** STUDY MATERIAL follows **

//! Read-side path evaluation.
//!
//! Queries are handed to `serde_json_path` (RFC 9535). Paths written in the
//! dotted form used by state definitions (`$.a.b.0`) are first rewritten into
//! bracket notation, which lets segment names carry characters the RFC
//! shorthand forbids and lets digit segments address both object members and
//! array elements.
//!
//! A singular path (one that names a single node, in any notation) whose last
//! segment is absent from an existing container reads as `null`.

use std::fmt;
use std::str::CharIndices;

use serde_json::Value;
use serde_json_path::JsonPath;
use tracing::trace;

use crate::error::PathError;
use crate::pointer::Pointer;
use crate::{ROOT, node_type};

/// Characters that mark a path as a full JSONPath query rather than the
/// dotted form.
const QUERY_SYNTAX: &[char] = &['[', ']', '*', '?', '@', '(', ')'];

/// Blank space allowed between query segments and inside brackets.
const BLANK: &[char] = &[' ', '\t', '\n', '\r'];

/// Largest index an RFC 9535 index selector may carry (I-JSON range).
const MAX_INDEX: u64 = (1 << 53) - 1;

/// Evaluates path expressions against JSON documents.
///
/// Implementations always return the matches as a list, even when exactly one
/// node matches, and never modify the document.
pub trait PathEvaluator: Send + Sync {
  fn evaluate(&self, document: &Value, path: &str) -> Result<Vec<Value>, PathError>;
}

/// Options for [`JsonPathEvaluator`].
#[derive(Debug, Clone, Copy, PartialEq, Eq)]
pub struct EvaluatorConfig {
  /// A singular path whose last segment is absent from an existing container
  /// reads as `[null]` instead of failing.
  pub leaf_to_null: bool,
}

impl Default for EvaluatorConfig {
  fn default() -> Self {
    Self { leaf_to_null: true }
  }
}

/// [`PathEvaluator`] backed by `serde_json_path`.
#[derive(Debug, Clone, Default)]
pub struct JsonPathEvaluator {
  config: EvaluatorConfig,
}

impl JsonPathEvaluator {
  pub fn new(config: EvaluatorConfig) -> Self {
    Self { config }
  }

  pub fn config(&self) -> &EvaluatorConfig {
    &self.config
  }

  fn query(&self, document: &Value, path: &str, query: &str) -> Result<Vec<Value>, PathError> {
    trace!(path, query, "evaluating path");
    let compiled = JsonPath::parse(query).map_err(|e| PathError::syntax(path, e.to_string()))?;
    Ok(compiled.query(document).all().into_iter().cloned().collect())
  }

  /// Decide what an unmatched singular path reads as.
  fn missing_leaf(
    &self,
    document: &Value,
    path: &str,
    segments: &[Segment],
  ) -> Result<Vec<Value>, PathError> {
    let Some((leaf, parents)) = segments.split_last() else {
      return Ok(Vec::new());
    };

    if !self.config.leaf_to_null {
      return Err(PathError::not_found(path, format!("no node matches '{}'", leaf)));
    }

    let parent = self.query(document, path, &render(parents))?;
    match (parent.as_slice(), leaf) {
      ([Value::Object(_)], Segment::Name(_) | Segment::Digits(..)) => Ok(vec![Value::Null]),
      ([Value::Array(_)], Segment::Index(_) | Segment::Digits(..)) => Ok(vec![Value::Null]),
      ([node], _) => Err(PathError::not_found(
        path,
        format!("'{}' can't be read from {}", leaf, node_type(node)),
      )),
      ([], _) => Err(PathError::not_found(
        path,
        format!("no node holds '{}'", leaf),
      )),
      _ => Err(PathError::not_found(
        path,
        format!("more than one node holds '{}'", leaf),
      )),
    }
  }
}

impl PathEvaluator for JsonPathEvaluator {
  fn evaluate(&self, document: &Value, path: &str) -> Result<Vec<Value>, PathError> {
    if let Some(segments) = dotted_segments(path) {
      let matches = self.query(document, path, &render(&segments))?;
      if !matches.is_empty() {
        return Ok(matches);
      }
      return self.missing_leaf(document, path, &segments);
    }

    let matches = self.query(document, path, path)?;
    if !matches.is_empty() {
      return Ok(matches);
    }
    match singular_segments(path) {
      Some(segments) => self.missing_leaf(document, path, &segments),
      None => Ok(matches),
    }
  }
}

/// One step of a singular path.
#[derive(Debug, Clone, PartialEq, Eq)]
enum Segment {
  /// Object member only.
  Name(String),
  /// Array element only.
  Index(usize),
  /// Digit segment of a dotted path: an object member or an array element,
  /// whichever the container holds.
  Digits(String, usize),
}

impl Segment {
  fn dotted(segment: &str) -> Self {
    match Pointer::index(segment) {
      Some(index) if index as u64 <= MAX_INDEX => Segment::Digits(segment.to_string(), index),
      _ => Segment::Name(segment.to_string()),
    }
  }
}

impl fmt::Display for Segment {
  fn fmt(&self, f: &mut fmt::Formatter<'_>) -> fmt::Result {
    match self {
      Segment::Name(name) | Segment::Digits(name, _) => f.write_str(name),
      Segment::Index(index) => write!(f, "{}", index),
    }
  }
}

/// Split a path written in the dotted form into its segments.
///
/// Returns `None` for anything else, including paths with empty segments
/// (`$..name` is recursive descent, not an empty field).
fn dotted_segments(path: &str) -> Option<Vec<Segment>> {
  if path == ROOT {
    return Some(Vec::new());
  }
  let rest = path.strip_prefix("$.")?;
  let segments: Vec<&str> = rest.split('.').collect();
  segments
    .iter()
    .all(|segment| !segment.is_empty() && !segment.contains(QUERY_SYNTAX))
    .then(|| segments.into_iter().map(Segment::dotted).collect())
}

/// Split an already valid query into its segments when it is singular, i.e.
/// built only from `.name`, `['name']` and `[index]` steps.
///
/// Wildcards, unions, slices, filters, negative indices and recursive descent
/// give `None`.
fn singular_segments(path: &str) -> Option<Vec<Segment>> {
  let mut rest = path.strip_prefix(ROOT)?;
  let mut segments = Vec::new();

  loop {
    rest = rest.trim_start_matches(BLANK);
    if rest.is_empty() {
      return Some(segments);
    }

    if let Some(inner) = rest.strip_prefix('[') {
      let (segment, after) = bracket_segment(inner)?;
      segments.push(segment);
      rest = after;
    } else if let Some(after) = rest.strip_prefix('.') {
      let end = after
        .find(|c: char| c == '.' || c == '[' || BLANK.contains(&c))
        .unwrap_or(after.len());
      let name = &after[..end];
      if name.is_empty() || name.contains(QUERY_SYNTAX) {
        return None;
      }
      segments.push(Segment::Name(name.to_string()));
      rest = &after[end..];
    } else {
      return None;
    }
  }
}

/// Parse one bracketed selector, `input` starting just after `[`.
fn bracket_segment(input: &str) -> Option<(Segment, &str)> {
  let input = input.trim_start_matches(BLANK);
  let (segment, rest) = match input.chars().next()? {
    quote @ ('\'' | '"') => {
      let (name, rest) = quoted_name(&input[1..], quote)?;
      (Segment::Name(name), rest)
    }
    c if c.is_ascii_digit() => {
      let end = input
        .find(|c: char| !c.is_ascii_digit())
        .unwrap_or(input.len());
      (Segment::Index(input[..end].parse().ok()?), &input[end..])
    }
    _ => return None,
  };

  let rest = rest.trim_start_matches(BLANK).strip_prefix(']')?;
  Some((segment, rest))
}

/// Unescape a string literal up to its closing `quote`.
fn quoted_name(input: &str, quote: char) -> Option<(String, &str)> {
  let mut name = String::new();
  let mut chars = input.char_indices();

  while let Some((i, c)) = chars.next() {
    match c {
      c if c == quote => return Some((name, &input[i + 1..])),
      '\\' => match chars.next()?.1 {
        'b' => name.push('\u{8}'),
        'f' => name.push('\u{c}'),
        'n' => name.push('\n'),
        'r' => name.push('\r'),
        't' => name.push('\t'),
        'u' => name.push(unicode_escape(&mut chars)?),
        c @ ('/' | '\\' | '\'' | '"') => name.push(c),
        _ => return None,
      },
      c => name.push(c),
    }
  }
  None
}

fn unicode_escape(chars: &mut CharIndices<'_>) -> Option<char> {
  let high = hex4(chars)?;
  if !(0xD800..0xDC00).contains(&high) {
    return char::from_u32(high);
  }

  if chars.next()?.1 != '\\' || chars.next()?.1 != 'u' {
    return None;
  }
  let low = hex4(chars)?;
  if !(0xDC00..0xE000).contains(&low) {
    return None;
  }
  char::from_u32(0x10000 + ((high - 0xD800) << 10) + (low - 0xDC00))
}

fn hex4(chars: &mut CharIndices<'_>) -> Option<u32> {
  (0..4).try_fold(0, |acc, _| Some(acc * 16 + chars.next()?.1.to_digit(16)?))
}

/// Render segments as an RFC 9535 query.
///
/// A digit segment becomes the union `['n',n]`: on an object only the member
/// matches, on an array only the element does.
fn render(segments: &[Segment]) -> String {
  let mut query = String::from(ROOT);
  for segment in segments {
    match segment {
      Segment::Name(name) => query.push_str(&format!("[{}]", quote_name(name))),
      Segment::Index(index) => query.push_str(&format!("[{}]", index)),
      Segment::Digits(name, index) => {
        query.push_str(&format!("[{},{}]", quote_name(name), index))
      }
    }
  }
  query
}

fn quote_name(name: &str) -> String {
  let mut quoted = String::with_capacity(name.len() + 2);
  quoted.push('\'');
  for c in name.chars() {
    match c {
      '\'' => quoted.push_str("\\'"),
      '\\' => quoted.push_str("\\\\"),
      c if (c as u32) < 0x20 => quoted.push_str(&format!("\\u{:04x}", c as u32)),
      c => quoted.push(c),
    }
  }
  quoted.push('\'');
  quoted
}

** End of STUDY MATERIAL **
** STUDY MATERIAL follows **

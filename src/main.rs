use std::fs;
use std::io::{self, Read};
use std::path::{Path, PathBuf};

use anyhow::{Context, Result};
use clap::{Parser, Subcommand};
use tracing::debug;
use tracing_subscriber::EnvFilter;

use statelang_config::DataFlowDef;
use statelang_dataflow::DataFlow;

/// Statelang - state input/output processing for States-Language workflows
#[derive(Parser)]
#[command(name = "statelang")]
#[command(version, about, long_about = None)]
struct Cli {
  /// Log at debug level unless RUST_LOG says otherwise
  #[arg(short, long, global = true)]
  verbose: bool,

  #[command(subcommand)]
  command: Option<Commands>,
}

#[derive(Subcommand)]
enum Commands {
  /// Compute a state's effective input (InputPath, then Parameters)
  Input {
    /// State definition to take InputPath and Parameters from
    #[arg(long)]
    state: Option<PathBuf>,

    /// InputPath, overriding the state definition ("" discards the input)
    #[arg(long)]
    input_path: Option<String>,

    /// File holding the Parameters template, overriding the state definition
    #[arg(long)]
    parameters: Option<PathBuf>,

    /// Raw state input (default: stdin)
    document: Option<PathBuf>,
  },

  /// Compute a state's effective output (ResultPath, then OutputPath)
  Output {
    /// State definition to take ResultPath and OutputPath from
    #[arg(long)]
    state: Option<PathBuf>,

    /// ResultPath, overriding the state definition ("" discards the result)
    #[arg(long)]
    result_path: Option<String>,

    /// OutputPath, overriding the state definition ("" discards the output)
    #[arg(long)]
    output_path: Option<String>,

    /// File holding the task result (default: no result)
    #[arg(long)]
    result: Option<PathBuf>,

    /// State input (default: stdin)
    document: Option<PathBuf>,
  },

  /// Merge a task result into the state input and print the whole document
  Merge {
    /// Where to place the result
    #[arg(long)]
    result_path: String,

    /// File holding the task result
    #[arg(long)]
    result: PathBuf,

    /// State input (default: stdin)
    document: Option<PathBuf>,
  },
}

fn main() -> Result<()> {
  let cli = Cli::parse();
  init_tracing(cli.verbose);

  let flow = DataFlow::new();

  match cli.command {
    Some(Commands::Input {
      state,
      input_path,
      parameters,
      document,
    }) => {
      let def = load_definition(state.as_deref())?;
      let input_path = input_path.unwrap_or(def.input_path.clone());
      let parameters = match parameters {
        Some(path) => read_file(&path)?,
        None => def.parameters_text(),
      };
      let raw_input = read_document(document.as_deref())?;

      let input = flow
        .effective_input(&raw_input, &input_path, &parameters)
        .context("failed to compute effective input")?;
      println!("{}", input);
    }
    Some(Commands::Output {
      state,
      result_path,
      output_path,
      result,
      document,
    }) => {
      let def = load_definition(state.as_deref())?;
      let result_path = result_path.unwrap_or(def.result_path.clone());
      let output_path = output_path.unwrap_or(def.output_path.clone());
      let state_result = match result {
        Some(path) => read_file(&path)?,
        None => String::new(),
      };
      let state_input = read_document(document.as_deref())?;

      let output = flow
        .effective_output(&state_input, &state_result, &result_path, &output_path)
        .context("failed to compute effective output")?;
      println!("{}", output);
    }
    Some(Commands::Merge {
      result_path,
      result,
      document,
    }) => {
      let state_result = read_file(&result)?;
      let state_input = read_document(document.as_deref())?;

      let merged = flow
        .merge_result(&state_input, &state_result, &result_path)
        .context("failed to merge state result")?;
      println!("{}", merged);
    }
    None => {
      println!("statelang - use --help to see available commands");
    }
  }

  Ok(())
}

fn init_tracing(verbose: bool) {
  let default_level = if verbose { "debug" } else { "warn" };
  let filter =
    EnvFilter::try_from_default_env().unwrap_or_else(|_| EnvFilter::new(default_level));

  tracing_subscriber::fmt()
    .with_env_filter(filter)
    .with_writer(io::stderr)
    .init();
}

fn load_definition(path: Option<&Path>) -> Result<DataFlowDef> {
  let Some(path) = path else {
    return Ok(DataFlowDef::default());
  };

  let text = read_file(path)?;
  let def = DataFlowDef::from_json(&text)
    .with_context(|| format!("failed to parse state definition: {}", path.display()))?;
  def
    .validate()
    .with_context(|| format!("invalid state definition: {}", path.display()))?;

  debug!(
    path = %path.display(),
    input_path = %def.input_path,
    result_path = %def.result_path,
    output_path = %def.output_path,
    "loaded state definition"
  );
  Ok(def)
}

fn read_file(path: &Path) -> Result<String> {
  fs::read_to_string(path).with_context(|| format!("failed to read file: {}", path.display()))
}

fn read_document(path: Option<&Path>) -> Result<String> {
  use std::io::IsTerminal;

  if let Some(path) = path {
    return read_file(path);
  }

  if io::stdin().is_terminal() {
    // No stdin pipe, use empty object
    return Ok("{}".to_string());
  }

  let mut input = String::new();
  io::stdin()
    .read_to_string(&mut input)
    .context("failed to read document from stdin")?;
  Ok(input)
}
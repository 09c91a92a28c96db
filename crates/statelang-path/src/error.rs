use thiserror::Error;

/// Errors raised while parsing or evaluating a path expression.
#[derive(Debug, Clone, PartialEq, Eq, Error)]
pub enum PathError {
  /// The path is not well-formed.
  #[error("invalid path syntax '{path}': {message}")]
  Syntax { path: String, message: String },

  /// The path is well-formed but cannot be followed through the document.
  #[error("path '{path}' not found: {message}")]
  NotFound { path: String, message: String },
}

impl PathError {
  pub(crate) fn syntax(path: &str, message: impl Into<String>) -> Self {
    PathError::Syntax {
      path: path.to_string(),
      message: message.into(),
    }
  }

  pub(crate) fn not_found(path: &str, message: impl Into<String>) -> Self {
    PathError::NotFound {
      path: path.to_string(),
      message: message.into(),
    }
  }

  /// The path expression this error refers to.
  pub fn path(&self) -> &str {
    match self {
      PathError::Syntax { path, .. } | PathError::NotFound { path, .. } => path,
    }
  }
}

** End of STUDY MATERIAL **
** STUDY MATERIAL follows **

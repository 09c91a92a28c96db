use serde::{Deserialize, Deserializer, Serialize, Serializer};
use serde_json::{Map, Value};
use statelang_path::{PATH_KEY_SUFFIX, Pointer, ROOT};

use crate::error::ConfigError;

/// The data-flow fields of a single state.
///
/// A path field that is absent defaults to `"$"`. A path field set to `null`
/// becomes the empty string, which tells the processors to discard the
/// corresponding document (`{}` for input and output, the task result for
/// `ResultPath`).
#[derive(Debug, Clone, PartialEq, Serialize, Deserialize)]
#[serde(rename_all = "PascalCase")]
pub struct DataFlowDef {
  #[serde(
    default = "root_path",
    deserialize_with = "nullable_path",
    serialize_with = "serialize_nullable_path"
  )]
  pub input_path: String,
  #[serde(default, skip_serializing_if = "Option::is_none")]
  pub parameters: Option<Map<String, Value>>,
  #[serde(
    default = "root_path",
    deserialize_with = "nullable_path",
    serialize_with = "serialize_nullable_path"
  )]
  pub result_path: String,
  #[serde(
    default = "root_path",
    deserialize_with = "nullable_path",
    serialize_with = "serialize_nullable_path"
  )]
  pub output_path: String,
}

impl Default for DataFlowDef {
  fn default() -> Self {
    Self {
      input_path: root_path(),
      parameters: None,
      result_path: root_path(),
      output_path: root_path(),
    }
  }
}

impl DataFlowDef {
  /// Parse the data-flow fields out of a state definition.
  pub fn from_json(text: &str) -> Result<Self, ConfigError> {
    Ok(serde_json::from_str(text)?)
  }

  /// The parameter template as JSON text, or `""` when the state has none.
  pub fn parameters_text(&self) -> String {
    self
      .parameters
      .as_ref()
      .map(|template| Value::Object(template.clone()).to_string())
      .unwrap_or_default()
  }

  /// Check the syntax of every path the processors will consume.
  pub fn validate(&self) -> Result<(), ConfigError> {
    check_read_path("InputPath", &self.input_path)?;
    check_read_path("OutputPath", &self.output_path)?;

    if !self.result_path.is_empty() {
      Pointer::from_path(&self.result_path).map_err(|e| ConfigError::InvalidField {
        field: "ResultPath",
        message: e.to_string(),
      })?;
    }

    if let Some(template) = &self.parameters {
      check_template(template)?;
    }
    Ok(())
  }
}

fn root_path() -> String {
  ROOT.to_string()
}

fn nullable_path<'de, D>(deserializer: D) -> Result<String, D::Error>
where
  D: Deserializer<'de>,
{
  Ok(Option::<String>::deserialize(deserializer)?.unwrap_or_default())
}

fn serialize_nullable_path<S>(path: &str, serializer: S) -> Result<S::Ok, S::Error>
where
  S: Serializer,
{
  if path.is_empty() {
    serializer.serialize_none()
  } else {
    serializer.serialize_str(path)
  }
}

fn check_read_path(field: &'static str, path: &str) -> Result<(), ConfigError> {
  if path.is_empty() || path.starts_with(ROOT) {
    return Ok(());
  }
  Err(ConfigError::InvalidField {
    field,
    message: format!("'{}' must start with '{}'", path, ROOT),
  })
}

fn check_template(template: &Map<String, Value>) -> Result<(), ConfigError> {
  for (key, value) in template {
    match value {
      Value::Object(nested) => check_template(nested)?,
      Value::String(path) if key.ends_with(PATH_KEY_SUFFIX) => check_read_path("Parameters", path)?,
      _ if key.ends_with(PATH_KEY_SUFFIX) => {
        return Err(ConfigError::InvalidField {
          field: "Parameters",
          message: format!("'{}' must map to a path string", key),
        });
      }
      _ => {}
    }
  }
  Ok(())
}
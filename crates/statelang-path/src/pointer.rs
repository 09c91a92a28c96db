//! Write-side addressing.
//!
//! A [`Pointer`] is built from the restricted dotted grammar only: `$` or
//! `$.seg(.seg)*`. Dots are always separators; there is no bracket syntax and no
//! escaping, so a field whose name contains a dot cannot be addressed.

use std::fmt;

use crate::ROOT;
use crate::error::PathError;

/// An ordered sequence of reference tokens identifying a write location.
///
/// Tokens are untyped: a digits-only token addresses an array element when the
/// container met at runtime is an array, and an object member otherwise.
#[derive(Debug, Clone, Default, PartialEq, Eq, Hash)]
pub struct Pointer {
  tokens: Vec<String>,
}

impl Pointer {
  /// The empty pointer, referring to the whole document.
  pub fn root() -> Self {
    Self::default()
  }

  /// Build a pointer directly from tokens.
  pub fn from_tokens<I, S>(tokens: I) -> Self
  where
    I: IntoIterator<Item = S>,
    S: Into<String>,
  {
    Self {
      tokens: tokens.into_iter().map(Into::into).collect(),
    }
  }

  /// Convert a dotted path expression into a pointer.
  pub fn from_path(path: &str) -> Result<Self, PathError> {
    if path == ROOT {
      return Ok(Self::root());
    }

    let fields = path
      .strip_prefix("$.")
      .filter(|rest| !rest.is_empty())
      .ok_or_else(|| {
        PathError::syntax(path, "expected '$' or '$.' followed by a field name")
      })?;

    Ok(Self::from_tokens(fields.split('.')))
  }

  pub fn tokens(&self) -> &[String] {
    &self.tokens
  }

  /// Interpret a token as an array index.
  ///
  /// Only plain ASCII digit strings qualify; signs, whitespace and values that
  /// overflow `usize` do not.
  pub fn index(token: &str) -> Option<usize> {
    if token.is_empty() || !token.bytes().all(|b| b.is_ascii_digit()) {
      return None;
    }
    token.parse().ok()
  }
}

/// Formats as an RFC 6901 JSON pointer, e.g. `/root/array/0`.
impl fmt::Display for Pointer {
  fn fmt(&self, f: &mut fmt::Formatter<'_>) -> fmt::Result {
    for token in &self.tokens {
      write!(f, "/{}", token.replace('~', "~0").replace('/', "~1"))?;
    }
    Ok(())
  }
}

** End of STUDY MATERIAL **

TASK DESCRIPTION - The answer must be every line from the records above that contains "stdin".

WRITTEN RESPONSE -
    /// Raw state input (default: stdin)
    /// State input (default: stdin)
    /// State input (default: stdin)
  if io::stdin().is_terminal() {
    // No stdin pipe, use empty object
  io::stdin()
    .context("failed to read document from stdin")?;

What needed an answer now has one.